Return the entries exactly as they appear.
(Beginning of Data provided)
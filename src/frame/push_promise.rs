//! PUSH_PROMISE frame (RFC 7540 Section 6.6): announces a server-initiated
//! stream before any response headers for it exist.

use super::frames::{parse_padded_payload, Flag, Frame, FrameHeader, FrameType, RawFrame};
use crate::error::Error;
use crate::types::StreamId;

bitflags::bitflags! {
    pub struct PushPromiseFlags: u8 {
        const END_HEADERS = 0x4;
        const PADDED      = 0x8;
    }
}

impl Flag for PushPromiseFlags {
    fn bitmask(self) -> u8 {
        self.bits()
    }
}

#[derive(Clone, Debug, PartialEq, Eq)]
pub struct PushPromiseFrame {
    pub stream_id: StreamId,
    pub promised_stream_id: StreamId,
    pub header_fragment: Vec<u8>,
    flags: PushPromiseFlags,
}

impl PushPromiseFrame {
    pub fn new(
        stream_id: StreamId,
        promised_stream_id: StreamId,
        header_fragment: Vec<u8>,
    ) -> PushPromiseFrame {
        PushPromiseFrame {
            stream_id,
            promised_stream_id,
            header_fragment,
            flags: PushPromiseFlags::empty(),
        }
    }

    pub fn set_end_headers(&mut self) {
        self.set_flag(PushPromiseFlags::END_HEADERS);
    }

    pub fn is_end_headers(&self) -> bool {
        self.is_set(PushPromiseFlags::END_HEADERS)
    }

    fn payload_len(&self) -> u32 {
        4 + self.header_fragment.len() as u32
    }
}

impl Frame for PushPromiseFrame {
    type FlagType = PushPromiseFlags;

    fn from_raw(raw: &RawFrame) -> Result<PushPromiseFrame, Error> {
        let (len, frame_type, flags, stream_id) = raw.header;
        if FrameType::from_u8(frame_type) != FrameType::PushPromise {
            return Err(Error::FrameFormatError {
                frame_type: "PUSH_PROMISE",
                reason: "frame type octet is not PUSH_PROMISE",
            });
        }
        if len as usize != raw.payload.len() {
            return Err(Error::FrameFormatError {
                frame_type: "PUSH_PROMISE",
                reason: "declared length does not match payload",
            });
        }
        if stream_id == 0 {
            return Err(Error::FrameFormatError {
                frame_type: "PUSH_PROMISE",
                reason: "must not be associated with stream 0",
            });
        }
        let flags = PushPromiseFlags::from_bits_truncate(flags);

        let body = if flags.contains(PushPromiseFlags::PADDED) {
            parse_padded_payload(&raw.payload)?.0
        } else {
            &raw.payload[..]
        };
        if body.len() < 4 {
            return Err(Error::FrameFormatError {
                frame_type: "PUSH_PROMISE",
                reason: "payload too short to contain the promised stream id",
            });
        }
        let promised_stream_id =
            u32::from_be_bytes([body[0], body[1], body[2], body[3]]) & 0x7fff_ffff;

        Ok(PushPromiseFrame {
            stream_id,
            promised_stream_id,
            header_fragment: body[4..].to_vec(),
            flags,
        })
    }

    fn is_set(&self, flag: PushPromiseFlags) -> bool {
        self.flags.contains(flag)
    }

    fn set_flag(&mut self, flag: PushPromiseFlags) {
        self.flags.insert(flag);
    }

    fn stream_id(&self) -> StreamId {
        self.stream_id
    }

    fn header(&self) -> FrameHeader {
        (
            self.payload_len(),
            FrameType::PushPromise.as_u8(),
            self.flags.bits(),
            self.stream_id,
        )
    }

    fn serialize(&self) -> Vec<u8> {
        let mut buf = Vec::with_capacity(9 + self.payload_len() as usize);
        buf.extend_from_slice(&super::frames::pack_header(&self.header()));
        buf.extend_from_slice(&(self.promised_stream_id & 0x7fff_ffff).to_be_bytes());
        buf.extend_from_slice(&self.header_fragment);
        buf
    }
}

#[cfg(test)]
mod tests {
    use super::*;

    #[test]
    fn round_trips_promised_id_and_fragment() {
        let mut frame = PushPromiseFrame::new(1, 2, b"promised-headers".to_vec());
        frame.set_end_headers();
        let raw = RawFrame::with_payload(frame.header(), frame.serialize()[9..].to_vec());
        let parsed = PushPromiseFrame::from_raw(&raw).unwrap();
        assert_eq!(parsed, frame);
        assert!(parsed.is_end_headers());
    }
}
(End of Data provided)
— Answer below —
filename src/frame/push_promise.rs
//! PUSH_PROMISE frame (RFC 7540 Section 6.6): announces a server-initiated
//! stream before any response headers for it exist.

use super::frames::{parse_padded_payload, Flag, Frame, FrameHeader, FrameType, RawFrame};
use crate::error::Error;
use crate::types::StreamId;

bitflags::bitflags! {
    pub struct PushPromiseFlags: u8 {
        const END_HEADERS = 0x4;
        const PADDED      = 0x8;
    }
}

impl Flag for PushPromiseFlags {
    fn bitmask(self) -> u8 {
        self.bits()
    }
}

#[derive(Clone, Debug, PartialEq, Eq)]
pub struct PushPromiseFrame {
    pub stream_id: StreamId,
    pub promised_stream_id: StreamId,
    pub header_fragment: Vec<u8>,
    flags: PushPromiseFlags,
}

impl PushPromiseFrame {
    pub fn new(
        stream_id: StreamId,
        promised_stream_id: StreamId,
        header_fragment: Vec<u8>,
    ) -> PushPromiseFrame {
        PushPromiseFrame {
            stream_id,
            promised_stream_id,
            header_fragment,
            flags: PushPromiseFlags::empty(),
        }
    }

    pub fn set_end_headers(&mut self) {
        self.set_flag(PushPromiseFlags::END_HEADERS);
    }

    pub fn is_end_headers(&self) -> bool {
        self.is_set(PushPromiseFlags::END_HEADERS)
    }

    fn payload_len(&self) -> u32 {
        4 + self.header_fragment.len() as u32
    }
}

impl Frame for PushPromiseFrame {
    type FlagType = PushPromiseFlags;

    fn from_raw(raw: &RawFrame) -> Result<PushPromiseFrame, Error> {
        let (len, frame_type, flags, stream_id) = raw.header;
        if FrameType::from_u8(frame_type) != FrameType::PushPromise {
            return Err(Error::FrameFormatError {
                frame_type: "PUSH_PROMISE",
                reason: "frame type octet is not PUSH_PROMISE",
            });
        }
        if len as usize != raw.payload.len() {
            return Err(Error::FrameFormatError {
                frame_type: "PUSH_PROMISE",
                reason: "declared length does not match payload",
            });
        }
        if stream_id == 0 {
            return Err(Error::FrameFormatError {
                frame_type: "PUSH_PROMISE",
                reason: "must not be associated with stream 0",
            });
        }
        let flags = PushPromiseFlags::from_bits_truncate(flags);

        let body = if flags.contains(PushPromiseFlags::PADDED) {
            parse_padded_payload(&raw.payload)?.0
        } else {
            &raw.payload[..]
        };
        if body.len() < 4 {
            return Err(Error::FrameFormatError {
                frame_type: "PUSH_PROMISE",
                reason: "payload too short to contain the promised stream id",
            });
        }
        let promised_stream_id =
            u32::from_be_bytes([body[0], body[1], body[2], body[3]]) & 0x7fff_ffff;

        Ok(PushPromiseFrame {
            stream_id,
            promised_stream_id,
            header_fragment: body[4..].to_vec(),
            flags,
        })
    }

    fn is_set(&self, flag: PushPromiseFlags) -> bool {
        self.flags.contains(flag)
    }

    fn set_flag(&mut self, flag: PushPromiseFlags) {
        self.flags.insert(flag);
    }

    fn stream_id(&self) -> StreamId {
        self.stream_id
    }

    fn header(&self) -> FrameHeader {
        (
            self.payload_len(),
            FrameType::PushPromise.as_u8(),
            self.flags.bits(),
            self.stream_id,
        )
    }

    fn serialize(&self) -> Vec<u8> {
        let mut buf = Vec::with_capacity(9 + self.payload_len() as usize);
        buf.extend_from_slice(&super::frames::pack_header(&self.header()));
        buf.extend_from_slice(&(self.promised_stream_id & 0x7fff_ffff).to_be_bytes());
        buf.extend_from_slice(&self.header_fragment);
        buf
    }
}

#[cfg(test)]
mod tests {
    use super::*;

    #[test]
    fn round_trips_promised_id_and_fragment() {
        let mut frame = PushPromiseFrame::new(1, 2, b"promised-headers".to_vec());
        frame.set_end_headers();
        let raw = RawFrame::with_payload(frame.header(), frame.serialize()[9..].to_vec());
        let parsed = PushPromiseFrame::from_raw(&raw).unwrap();
        assert_eq!(parsed, frame);
        assert!(parsed.is_end_headers());
    }
}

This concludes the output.